— What you should do —
In the data below, find the line that contains "timeout must be between" and the line that contains "API URL cannot". Copy both, plus every line between them, exactly.

____________________

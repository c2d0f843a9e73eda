//! Pipeline configuration
//!
//! Every constant the producer and consumer need lives in one
//! [`PipelineConfig`] passed to their constructors. Values come from the
//! defaults below, overridden by environment variables (a `.env` file is
//! honored), overridden in turn by CLI flags.

use crate::error::{IngestError, Result};
use chrono::NaiveDate;
use serde::{Deserialize, Serialize};
use std::path::PathBuf;
use std::str::FromStr;

// ============================================================================
// Pipeline Configuration Constants
// ============================================================================

/// Default directory scanned for input files.
pub const DEFAULT_DATA_DIR: &str = "./data";

/// Default input file extension.
pub const DEFAULT_FILE_EXTENSION: &str = "csv";

/// Default queue name shared by producer and consumer.
pub const DEFAULT_QUEUE_NAME: &str = "rest-ingestion-course";

/// Default AWS region for the queue and the S3 store.
pub const DEFAULT_REGION: &str = "us-east-1";

/// Default long-poll wait for a receive call, in seconds. Zero means a short poll.
pub const DEFAULT_QUEUE_WAIT_SECS: i32 = 1;

/// Default visibility timeout for a received message, in seconds.
///
/// A message that fails processing stays invisible this long, so it should
/// exceed the expected length of one drain.
pub const DEFAULT_VISIBILITY_TIMEOUT_SECS: i32 = 600;

/// Largest visibility timeout SQS accepts (12 hours).
pub const MAX_VISIBILITY_TIMEOUT_SECS: i32 = 43_200;

/// Default enrichment endpoint.
pub const DEFAULT_API_URL: &str = "http://capitolwords.org/api/1/phrases/legislator.json";

/// Default page-size limit sent with each lookup.
pub const DEFAULT_API_PER_PAGE: u32 = 20;

/// Default start of the lookup date range.
pub const DEFAULT_API_START_DATE: &str = "2014-01-01";

/// Default end of the lookup date range.
pub const DEFAULT_API_END_DATE: &str = "2015-04-01";

/// Default HTTP timeout for a lookup, in seconds.
pub const DEFAULT_API_TIMEOUT_SECS: u64 = 30;

/// Default record field holding the enrichment key.
pub const DEFAULT_KEY_FIELD: &str = "country";

/// Default artifact directory.
pub const DEFAULT_STORE_PATH: &str = "./store";

/// Date format used by the enrichment API.
pub const DATE_FORMAT: &str = "%Y-%m-%d";

/// Which queue implementation to talk to
#[derive(Debug, Clone, Copy, PartialEq, Eq, Serialize, Deserialize, Default)]
#[serde(rename_all = "lowercase")]
pub enum QueueBackend {
    #[default]
    Sqs,
    /// In-process queue; only meaningful when producer and consumer share a process
    Memory,
}

impl FromStr for QueueBackend {
    type Err = IngestError;

    fn from_str(s: &str) -> Result<Self> {
        match s.to_lowercase().as_str() {
            "sqs" => Ok(QueueBackend::Sqs),
            "memory" | "mem" => Ok(QueueBackend::Memory),
            _ => Err(IngestError::config(format!("Unknown queue backend: {}", s))),
        }
    }
}

/// Which artifact store implementation to write to
#[derive(Debug, Clone, Copy, PartialEq, Eq, Serialize, Deserialize, Default)]
#[serde(rename_all = "lowercase")]
pub enum StoreBackend {
    #[default]
    Fs,
    S3,
}

impl FromStr for StoreBackend {
    type Err = IngestError;

    fn from_str(s: &str) -> Result<Self> {
        match s.to_lowercase().as_str() {
            "fs" | "file" | "local" => Ok(StoreBackend::Fs),
            "s3" => Ok(StoreBackend::S3),
            _ => Err(IngestError::config(format!("Unknown store backend: {}", s))),
        }
    }
}

/// Full pipeline configuration
#[derive(Debug, Clone, Serialize, Deserialize)]
pub struct PipelineConfig {
    pub source: SourceConfig,
    pub queue: QueueConfig,
    pub enrichment: EnrichmentConfig,
    pub store: StoreConfig,
}

/// Record source configuration
#[derive(Debug, Clone, Serialize, Deserialize)]
pub struct SourceConfig {
    pub data_dir: PathBuf,
    /// Extension without the leading dot
    pub extension: String,
}

/// Queue configuration
#[derive(Debug, Clone, Serialize, Deserialize)]
pub struct QueueConfig {
    pub backend: QueueBackend,
    pub name: String,
    pub region: String,
    /// Custom endpoint (LocalStack, ElasticMQ)
    pub endpoint: Option<String>,
    pub wait_time_secs: i32,
    pub visibility_timeout_secs: i32,
}

/// Enrichment API configuration
#[derive(Debug, Clone, Serialize, Deserialize)]
pub struct EnrichmentConfig {
    pub url: String,
    pub api_key: String,
    pub per_page: u32,
    pub start_date: NaiveDate,
    pub end_date: NaiveDate,
    pub timeout_secs: u64,
    /// Record field whose value is the lookup key
    pub key_field: String,
}

/// Artifact store configuration
#[derive(Debug, Clone, Serialize, Deserialize)]
pub struct StoreConfig {
    pub backend: StoreBackend,
    /// Directory for the `fs` backend
    pub path: PathBuf,
    /// Bucket for the `s3` backend
    pub bucket: Option<String>,
    /// Key prefix inside the bucket
    pub prefix: String,
    pub region: String,
    pub endpoint: Option<String>,
}

fn env_var(name: &str) -> Option<String> {
    std::env::var(name).ok().filter(|v| !v.trim().is_empty())
}

fn env_parse<T: FromStr>(name: &str) -> Result<Option<T>> {
    match env_var(name) {
        Some(raw) => raw
            .trim()
            .parse()
            .map(Some)
            .map_err(|_| IngestError::config(format!("{} has an invalid value: {}", name, raw))),
        None => Ok(None),
    }
}

/// Parse a `YYYY-MM-DD` date.
pub fn parse_date(raw: &str) -> Result<NaiveDate> {
    NaiveDate::parse_from_str(raw.trim(), DATE_FORMAT)
        .map_err(|e| IngestError::config(format!("Invalid date '{}': {}", raw, e)))
}

impl PipelineConfig {
    /// Load configuration from `.env`, the environment and defaults.
    ///
    /// Only malformed values are rejected here. Call [`validate`](Self::validate)
    /// once every override has been applied.
    pub fn load() -> Result<Self> {
        dotenvy::dotenv().ok();

        let mut config = Self::default();
        config.apply_env()?;

        Ok(config)
    }

    fn apply_env(&mut self) -> Result<()> {
        if let Some(dir) = env_var("QPIPE_DATA_DIR") {
            self.source.data_dir = PathBuf::from(dir);
        }
        if let Some(ext) = env_var("QPIPE_FILE_EXTENSION") {
            self.source.extension = ext.trim_start_matches('.').to_string();
        }

        if let Some(backend) = env_parse("QPIPE_QUEUE_BACKEND")? {
            self.queue.backend = backend;
        }
        if let Some(name) = env_var("QPIPE_QUEUE_NAME") {
            self.queue.name = name;
        }
        if let Some(region) = env_var("QPIPE_QUEUE_REGION") {
            self.queue.region = region;
        }
        self.queue.endpoint = env_var("QPIPE_QUEUE_ENDPOINT").or(self.queue.endpoint.take());
        if let Some(wait) = env_parse("QPIPE_QUEUE_WAIT_SECS")? {
            self.queue.wait_time_secs = wait;
        }
        if let Some(timeout) = env_parse("QPIPE_QUEUE_VISIBILITY_TIMEOUT_SECS")? {
            self.queue.visibility_timeout_secs = timeout;
        }

        if let Some(url) = env_var("QPIPE_API_URL") {
            self.enrichment.url = url;
        }
        if let Some(key) = env_var("QPIPE_API_KEY") {
            self.enrichment.api_key = key;
        }
        if let Some(per_page) = env_parse("QPIPE_API_PER_PAGE")? {
            self.enrichment.per_page = per_page;
        }
        if let Some(start) = env_var("QPIPE_API_START_DATE") {
            self.enrichment.start_date = parse_date(&start)?;
        }
        if let Some(end) = env_var("QPIPE_API_END_DATE") {
            self.enrichment.end_date = parse_date(&end)?;
        }
        if let Some(timeout) = env_parse("QPIPE_API_TIMEOUT_SECS")? {
            self.enrichment.timeout_secs = timeout;
        }
        if let Some(field) = env_var("QPIPE_KEY_FIELD") {
            self.enrichment.key_field = field;
        }

        if let Some(backend) = env_parse("QPIPE_STORE_BACKEND")? {
            self.store.backend = backend;
        }
        if let Some(path) = env_var("QPIPE_STORE_PATH") {
            self.store.path = PathBuf::from(path);
        }
        self.store.bucket = env_var("QPIPE_STORE_BUCKET").or(self.store.bucket.take());
        if let Some(prefix) = env_var("QPIPE_STORE_PREFIX") {
            self.store.prefix = prefix;
        }
        if let Some(region) = env_var("QPIPE_STORE_REGION") {
            self.store.region = region;
        }
        self.store.endpoint = env_var("QPIPE_STORE_ENDPOINT").or(self.store.endpoint.take());

        Ok(())
    }

    /// Validate configuration
    pub fn validate(&self) -> Result<()> {
        if self.source.extension.is_empty() {
            return Err(IngestError::config("File extension cannot be empty"));
        }

        if self.queue.name.trim().is_empty() {
            return Err(IngestError::config("Queue name cannot be empty"));
        }

        if !(0..=20).contains(&self.queue.wait_time_secs) {
            return Err(IngestError::config(format!(
                "Queue wait time must be between 0 and 20 seconds, got {}",
                self.queue.wait_time_secs
            )));
        }

        if !(0..=MAX_VISIBILITY_TIMEOUT_SECS).contains(&self.queue.visibility_timeout_secs) {
            return Err(IngestError::config(format!(
                "Visibility timeout must be between 0 and {} seconds, got {}",
                MAX_VISIBILITY_TIMEOUT_SECS, self.queue.visibility_timeout_secs
            )));
        }

        if self.enrichment.url.is_empty() {
            return Err(IngestError::config("Enrichment API URL cannot be empty"));
        }

        if self.enrichment.key_field.trim().is_empty() {
            return Err(IngestError::config("Key field cannot be empty"));
        }

        if self.enrichment.timeout_secs == 0 {
            return Err(IngestError::config("Enrichment timeout must be greater than 0"));
        }

        if self.enrichment.per_page == 0 {
            return Err(IngestError::config("Page size must be greater than 0"));
        }

        if self.enrichment.start_date > self.enrichment.end_date {
            return Err(IngestError::config(format!(
                "Start date {} is after end date {}",
                self.enrichment.start_date, self.enrichment.end_date
            )));
        }

        if self.enrichment.api_key.is_empty() {
            tracing::warn!("No enrichment API key configured - requests may be rejected");
        }

        if self.store.backend == StoreBackend::S3 && self.store.bucket.is_none() {
            return Err(IngestError::config("S3 store requires QPIPE_STORE_BUCKET"));
        }

        Ok(())
    }
}

impl Default for PipelineConfig {
    fn default() -> Self {
        Self {
            source: SourceConfig {
                data_dir: PathBuf::from(DEFAULT_DATA_DIR),
                extension: DEFAULT_FILE_EXTENSION.to_string(),
            },
            queue: QueueConfig {
                backend: QueueBackend::default(),
                name: DEFAULT_QUEUE_NAME.to_string(),
                region: DEFAULT_REGION.to_string(),
                endpoint: None,
                wait_time_secs: DEFAULT_QUEUE_WAIT_SECS,
                visibility_timeout_secs: DEFAULT_VISIBILITY_TIMEOUT_SECS,
            },
            enrichment: EnrichmentConfig {
                url: DEFAULT_API_URL.to_string(),
                api_key: String::new(),
                per_page: DEFAULT_API_PER_PAGE,
                // Constant dates, checked by the defaults test.
                start_date: NaiveDate::from_ymd_opt(2014, 1, 1).unwrap_or_default(),
                end_date: NaiveDate::from_ymd_opt(2015, 4, 1).unwrap_or_default(),
                timeout_secs: DEFAULT_API_TIMEOUT_SECS,
                key_field: DEFAULT_KEY_FIELD.to_string(),
            },
            store: StoreConfig {
                backend: StoreBackend::default(),
                path: PathBuf::from(DEFAULT_STORE_PATH),
                bucket: None,
                prefix: String::new(),
                region: DEFAULT_REGION.to_string(),
                endpoint: None,
            },
        }
    }
}

#[cfg(test)]
#[allow(clippy::unwrap_used, clippy::expect_used)]
mod tests {
    use super::*;

    #[test]
    fn test_defaults_are_valid() {
        let config = PipelineConfig::default();
        assert!(config.validate().is_ok());
        assert_eq!(config.queue.name, DEFAULT_QUEUE_NAME);
        assert_eq!(config.enrichment.key_field, "country");
        assert_eq!(
            config.enrichment.start_date,
            parse_date(DEFAULT_API_START_DATE).unwrap()
        );
        assert_eq!(
            config.enrichment.end_date,
            parse_date(DEFAULT_API_END_DATE).unwrap()
        );
    }

    #[test]
    fn test_inverted_date_range_rejected() {
        let mut config = PipelineConfig::default();
        config.enrichment.start_date = parse_date("2016-01-01").unwrap();
        assert!(matches!(config.validate(), Err(IngestError::Config(_))));
    }

    #[test]
    fn test_empty_queue_name_rejected() {
        let mut config = PipelineConfig::default();
        config.queue.name = "  ".to_string();
        assert!(config.validate().is_err());
    }

    #[test]
    fn test_zero_page_size_rejected() {
        let mut config = PipelineConfig::default();
        config.enrichment.per_page = 0;
        assert!(config.validate().is_err());
    }

    #[test]
    fn test_s3_store_needs_bucket() {
        let mut config = PipelineConfig::default();
        config.store.backend = StoreBackend::S3;
        assert!(config.validate().is_err());

        config.store.bucket = Some("artifacts".to_string());
        assert!(config.validate().is_ok());
    }

    #[test]
    fn test_zero_enrichment_timeout_rejected() {
        let mut config = PipelineConfig::default();
        config.enrichment.timeout_secs = 0;
        assert!(matches!(config.validate(), Err(IngestError::Config(_))));
    }

    #[test]
    fn test_visibility_timeout_bounds() {
        let mut config = PipelineConfig::default();
        config.queue.visibility_timeout_secs = MAX_VISIBILITY_TIMEOUT_SECS;
        assert!(config.validate().is_ok());

        config.queue.visibility_timeout_secs = MAX_VISIBILITY_TIMEOUT_SECS + 1;
        assert!(matches!(config.validate(), Err(IngestError::Config(_))));

        config.queue.visibility_timeout_secs = -1;
        assert!(config.validate().is_err());
    }

    // The only test that touches process environment.
    #[test]
    fn test_load_defers_validation_to_caller() {
        std::env::set_var("QPIPE_STORE_BACKEND", "s3");
        std::env::remove_var("QPIPE_STORE_BUCKET");
        let loaded = PipelineConfig::load();
        std::env::remove_var("QPIPE_STORE_BACKEND");

        let mut config = loaded.unwrap();
        assert_eq!(config.store.backend, StoreBackend::S3);
        assert!(config.validate().is_err());

        // A later override settles it before validation.
        config.store.backend = StoreBackend::Fs;
        assert!(config.validate().is_ok());
    }

    #[test]
    fn test_parse_date_format() {
        assert!(parse_date("2015-04-01").is_ok());
        assert!(parse_date("04/01/2015").is_err());
    }

    #[test]
    fn test_backend_from_str() {
        assert_eq!("SQS".parse::<QueueBackend>().unwrap(), QueueBackend::Sqs);
        assert_eq!("memory".parse::<QueueBackend>().unwrap(), QueueBackend::Memory);
        assert_eq!("s3".parse::<StoreBackend>().unwrap(), StoreBackend::S3);
        assert!("kafka".parse::<QueueBackend>().is_err());
    }
}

____________________

— Response for this exercise —
                "Visibility timeout must be between 0 and {} seconds, got {}",
                MAX_VISIBILITY_TIMEOUT_SECS, self.queue.visibility_timeout_secs
            )));
        }

        if self.enrichment.url.is_empty() {
            return Err(IngestError::config("Enrichment API URL cannot be empty"));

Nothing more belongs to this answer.